“Keeping America’s Families Safe: Reforming the Food Safety System”

Good morning. Food safety is not a partisan issue – we all want the safest food supply possible. The United States has one of the best food safety systems in the world. But even in the best of systems, there is always room for improvement.

The volume of food imports and the number of foreign producers and manufacturers are growing. At the same time, the supply chain is becoming more complex, due to innovations such as repackaging of fresh produce that mixes output from dozens of farms, or the potentially hundreds of ingredients in a ready-to-eat processed food.

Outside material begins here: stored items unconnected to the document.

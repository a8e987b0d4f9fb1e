//! Local, resource-aware job execution.
//!
//! Jobs declare what they need ([`ResourceDemand`]); a [`GreedySchedule`]
//! admits them against a fixed [`ResourcePool`] of cores and GPU ids, and the
//! [`Engine`] runs admitted jobs as concurrent OS processes, handing resources
//! back as each one exits.

pub mod config;
pub mod core;
pub mod utils;

pub use crate::core::batch::LocalBatch;
pub use crate::core::engine::{Engine, EngineConfig};
pub use crate::core::error::SchedError;
pub use crate::core::executor::{Executor, JobOutcome, OutputMode, ProcessExecutor};
pub use crate::core::job::{Job, JobId, JobState};
pub use crate::core::pool::{Grant, ResourcePool};
pub use crate::core::report::{JobReport, RunReport};
pub use crate::core::resources::{ComputeUnit, ResourceDemand, Resources};
pub use crate::core::schedule::{GreedySchedule, Schedule};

FDA is the gold standard worldwide among public health agencies. After many years of inadequate resources, Congress has provided significant funding increases to FDA for food safety and related activities such as information technology. While it is important to sustain these increases, FDA also needs a modernization of its authorities.

The powers the agency was given 100 years ago were appropriate for a world in which most of our food was grown and processed domestically. That is no longer the case, and FDA’s tools need to keep pace with the challenges.

These outdated authorities coupled with a lack of resources have been made clear by recent outbreaks. For example, in the Peanut Corporation of America case last year, FDA did not know the facility was even making peanut butter, since the facility was initially registered as just roasting peanuts. There is currently no statutory requirement to update registration status when information changes. Last summer, during the Salmonella in tomato/peppers outbreak, FDA was not able to put enough “boots on the ground” to trace shipments back to the source of the contamination quickly.

Clearly, the complex nature of our food safety system requires all of the global partners – regulators, importers, manufacturers, academia – and other stakeholders to come together to propose meaningful, collaborative solutions.

I believe some of those solutions are contained in S. 510, the FDA Food Safety Modernization Act, which a number of members of this committee have cosponsored. I have a few concerns about the bill, particularly the provisions regarding FDA’s relationship with farms as well as with state officials. While this bill is a good start, it is important that we go through regular order and do the hard work of making the bill even better. There is a lot of expertise on the HELP Committee about these issues, and we should bring that to bear on the legislation.